#### DATA
__________________________________________________

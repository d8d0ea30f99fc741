//! In-memory cache store.

use super::{CacheStore, CachedResult};
use async_trait::async_trait;
use parking_lot::Mutex;
use std::collections::HashMap;

/// In-process cache store. Entries are lost when the process exits.
#[derive(Debug, Default)]
pub struct MemoryStore {
    entries: Mutex<HashMap<String, CachedResult>>,
}

impl MemoryStore {
    /// Creates a new empty store.
    #[must_use]
    pub fn new() -> Self {
        Self::default()
    }

    /// Returns the number of entries.
    #[must_use]
    pub fn len(&self) -> usize {
        self.entries.lock().len()
    }

    /// Returns true if the store is empty.
    #[must_use]
    pub fn is_empty(&self) -> bool {
        self.entries.lock().is_empty()
    }
}

#[async_trait]
impl CacheStore for MemoryStore {
    async fn exists(&self, key: &str) -> bool {
        self.entries.lock().contains_key(key)
    }

    async fn read(&self, key: &str) -> Option<CachedResult> {
        self.entries.lock().get(key).cloned()
    }

    async fn write(&self, key: &str, entry: CachedResult) {
        self.entries.lock().insert(key.to_string(), entry);
    }

    async fn delete(&self, key: &str) {
        self.entries.lock().remove(key);
    }

    async fn clear(&self) {
        self.entries.lock().clear();
    }
}
//! Error types for the flowdag engine.
//!
//! Definition-time errors (duplicate names, unknown dependencies,
//! cycles) abort before any callable executes. Run-time failures are
//! surfaced as a [`StepError`] carrying the partial results collected
//! up to the failing step.

use crate::core::RunResult;
use serde::{Deserialize, Serialize};
use std::time::Duration;
use thiserror::Error;

/// The main error type for flowdag operations.
#[derive(Debug, Error)]
pub enum FlowdagError {
    /// A step name was registered twice.
    #[error("{0}")]
    Duplicate(#[from] DuplicateStepError),

    /// A declared dependency does not resolve to a registered step.
    #[error("{0}")]
    MissingDependency(#[from] MissingDependencyError),

    /// A cycle was detected in the dependency graph.
    #[error("{0}")]
    Cycle(#[from] CycleDetectedError),

    /// A step exhausted its retries or timed out during a run.
    #[error("{0}")]
    Step(#[from] StepError),

    /// IO error, e.g. while constructing a file-backed cache store.
    #[error("IO error: {0}")]
    Io(#[from] std::io::Error),

    /// Serialization/deserialization error.
    #[error("Serialization error: {0}")]
    Serialization(String),
}

/// Error raised when a second step is registered under an existing name.
#[derive(Debug, Clone, Error)]
#[error("a step named '{name}' is already registered")]
pub struct DuplicateStepError {
    /// The offending name.
    pub name: String,
}

impl DuplicateStepError {
    /// Creates a new duplicate-step error.
    #[must_use]
    pub fn new(name: impl Into<String>) -> Self {
        Self { name: name.into() }
    }
}

/// Error raised when validation finds a dependency with no registered step.
#[derive(Debug, Clone, Error)]
#[error("step '{step}' depends on unknown step '{dependency}'")]
pub struct MissingDependencyError {
    /// The step declaring the dependency.
    pub step: String,
    /// The dependency name that did not resolve.
    pub dependency: String,
}

impl MissingDependencyError {
    /// Creates a new missing-dependency error.
    #[must_use]
    pub fn new(step: impl Into<String>, dependency: impl Into<String>) -> Self {
        Self {
            step: step.into(),
            dependency: dependency.into(),
        }
    }
}

/// Error raised when a cycle is detected in the dependency graph.
#[derive(Debug, Clone, Error)]
#[error("cycle detected in pipeline: {}", cycle_path.join(" -> "))]
pub struct CycleDetectedError {
    /// The path of steps forming the cycle, first node repeated at the end.
    pub cycle_path: Vec<String>,
}

impl CycleDetectedError {
    /// Creates a new cycle-detected error.
    #[must_use]
    pub fn new(cycle_path: Vec<String>) -> Self {
        Self { cycle_path }
    }
}

/// The error value produced by a step callable or the step runtime.
///
/// `retry_if` predicates receive this value to decide whether another
/// attempt is worthwhile.
#[derive(Debug, Clone, PartialEq, Eq, Error, Serialize, Deserialize)]
pub enum StepFailure {
    /// A failure reported by the callable itself.
    #[error("{0}")]
    Message(String),

    /// The callable exceeded its configured deadline.
    #[error("step timed out after {elapsed:?} (limit {limit:?})")]
    Timeout {
        /// The configured deadline.
        limit: Duration,
        /// Wall-clock time observed when the deadline fired.
        elapsed: Duration,
    },
}

impl StepFailure {
    /// Creates a failure from a message.
    #[must_use]
    pub fn new(message: impl Into<String>) -> Self {
        Self::Message(message.into())
    }

    /// Returns true if this failure was produced by timeout enforcement.
    #[must_use]
    pub fn is_timeout(&self) -> bool {
        matches!(self, Self::Timeout { .. })
    }
}

/// Error raised when a step fails terminally during a run.
///
/// Carries the results of every step that reached a terminal state
/// before the run aborted, the failing step included, so callers can
/// inspect what completed.
#[derive(Debug, Error)]
#[error("step '{step}' failed: {source}")]
pub struct StepError {
    /// The failing step.
    pub step: String,
    /// The underlying failure, a timeout included.
    #[source]
    pub source: StepFailure,
    /// Results collected before the run aborted.
    pub partial: RunResult,
}

impl StepError {
    /// Creates a new step error.
    #[must_use]
    pub fn new(step: impl Into<String>, source: StepFailure, partial: RunResult) -> Self {
        Self {
            step: step.into(),
            source,
            partial,
        }
    }
}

__________________________________________________

#### YOUR ASSIGNMENT
Give an exact copy of all the material above.

#### ANSWER SPACE
repository d8d0ea30f99fc741
//! In-memory cache store.

use super::{CacheStore, CachedResult};
use async_trait::async_trait;
use parking_lot::Mutex;
use std::collections::HashMap;

/// In-process cache store. Entries are lost when the process exits.
#[derive(Debug, Default)]
pub struct MemoryStore {
    entries: Mutex<HashMap<String, CachedResult>>,
}

impl MemoryStore {
    /// Creates a new empty store.
    #[must_use]
    pub fn new() -> Self {
        Self::default()
    }

    /// Returns the number of entries.
    #[must_use]
    pub fn len(&self) -> usize {
        self.entries.lock().len()
    }

    /// Returns true if the store is empty.
    #[must_use]
    pub fn is_empty(&self) -> bool {
        self.entries.lock().is_empty()
    }
}

#[async_trait]
impl CacheStore for MemoryStore {
    async fn exists(&self, key: &str) -> bool {
        self.entries.lock().contains_key(key)
    }

    async fn read(&self, key: &str) -> Option<CachedResult> {
        self.entries.lock().get(key).cloned()
    }

    async fn write(&self, key: &str, entry: CachedResult) {
        self.entries.lock().insert(key.to_string(), entry);
    }

    async fn delete(&self, key: &str) {
        self.entries.lock().remove(key);
    }

    async fn clear(&self) {
        self.entries.lock().clear();
    }
}
//! Error types for the flowdag engine.
//!
//! Definition-time errors (duplicate names, unknown dependencies,
//! cycles) abort before any callable executes. Run-time failures are
//! surfaced as a [`StepError`] carrying the partial results collected
//! up to the failing step.

use crate::core::RunResult;
use serde::{Deserialize, Serialize};
use std::time::Duration;
use thiserror::Error;

/// The main error type for flowdag operations.
#[derive(Debug, Error)]
pub enum FlowdagError {
    /// A step name was registered twice.
    #[error("{0}")]
    Duplicate(#[from] DuplicateStepError),

    /// A declared dependency does not resolve to a registered step.
    #[error("{0}")]
    MissingDependency(#[from] MissingDependencyError),

    /// A cycle was detected in the dependency graph.
    #[error("{0}")]
    Cycle(#[from] CycleDetectedError),

    /// A step exhausted its retries or timed out during a run.
    #[error("{0}")]
    Step(#[from] StepError),

    /// IO error, e.g. while constructing a file-backed cache store.
    #[error("IO error: {0}")]
    Io(#[from] std::io::Error),

    /// Serialization/deserialization error.
    #[error("Serialization error: {0}")]
    Serialization(String),
}

/// Error raised when a second step is registered under an existing name.
#[derive(Debug, Clone, Error)]
#[error("a step named '{name}' is already registered")]
pub struct DuplicateStepError {
    /// The offending name.
    pub name: String,
}

impl DuplicateStepError {
    /// Creates a new duplicate-step error.
    #[must_use]
    pub fn new(name: impl Into<String>) -> Self {
        Self { name: name.into() }
    }
}

/// Error raised when validation finds a dependency with no registered step.
#[derive(Debug, Clone, Error)]
#[error("step '{step}' depends on unknown step '{dependency}'")]
pub struct MissingDependencyError {
    /// The step declaring the dependency.
    pub step: String,
    /// The dependency name that did not resolve.
    pub dependency: String,
}

impl MissingDependencyError {
    /// Creates a new missing-dependency error.
    #[must_use]
    pub fn new(step: impl Into<String>, dependency: impl Into<String>) -> Self {
        Self {
            step: step.into(),
            dependency: dependency.into(),
        }
    }
}

/// Error raised when a cycle is detected in the dependency graph.
#[derive(Debug, Clone, Error)]
#[error("cycle detected in pipeline: {}", cycle_path.join(" -> "))]
pub struct CycleDetectedError {
    /// The path of steps forming the cycle, first node repeated at the end.
    pub cycle_path: Vec<String>,
}

impl CycleDetectedError {
    /// Creates a new cycle-detected error.
    #[must_use]
    pub fn new(cycle_path: Vec<String>) -> Self {
        Self { cycle_path }
    }
}

/// The error value produced by a step callable or the step runtime.
///
/// `retry_if` predicates receive this value to decide whether another
/// attempt is worthwhile.
#[derive(Debug, Clone, PartialEq, Eq, Error, Serialize, Deserialize)]
pub enum StepFailure {
    /// A failure reported by the callable itself.
    #[error("{0}")]
    Message(String),

    /// The callable exceeded its configured deadline.
    #[error("step timed out after {elapsed:?} (limit {limit:?})")]
    Timeout {
        /// The configured deadline.
        limit: Duration,
        /// Wall-clock time observed when the deadline fired.
        elapsed: Duration,
    },
}

impl StepFailure {
    /// Creates a failure from a message.
    #[must_use]
    pub fn new(message: impl Into<String>) -> Self {
        Self::Message(message.into())
    }

    /// Returns true if this failure was produced by timeout enforcement.
    #[must_use]
    pub fn is_timeout(&self) -> bool {
        matches!(self, Self::Timeout { .. })
    }
}

/// Error raised when a step fails terminally during a run.
///
/// Carries the results of every step that reached a terminal state
/// before the run aborted, the failing step included, so callers can
/// inspect what completed.
#[derive(Debug, Error)]
#[error("step '{step}' failed: {source}")]
pub struct StepError {
    /// The failing step.
    pub step: String,
    /// The underlying failure, a timeout included.
    #[source]
    pub source: StepFailure,
    /// Results collected before the run aborted.
    pub partial: RunResult,
}

impl StepError {
    /// Creates a new step error.
    #[must_use]
    pub fn new(step: impl Into<String>, source: StepFailure, partial: RunResult) -> Self {
        Self {
            step: step.into(),
            source,
            partial,
        }
    }
}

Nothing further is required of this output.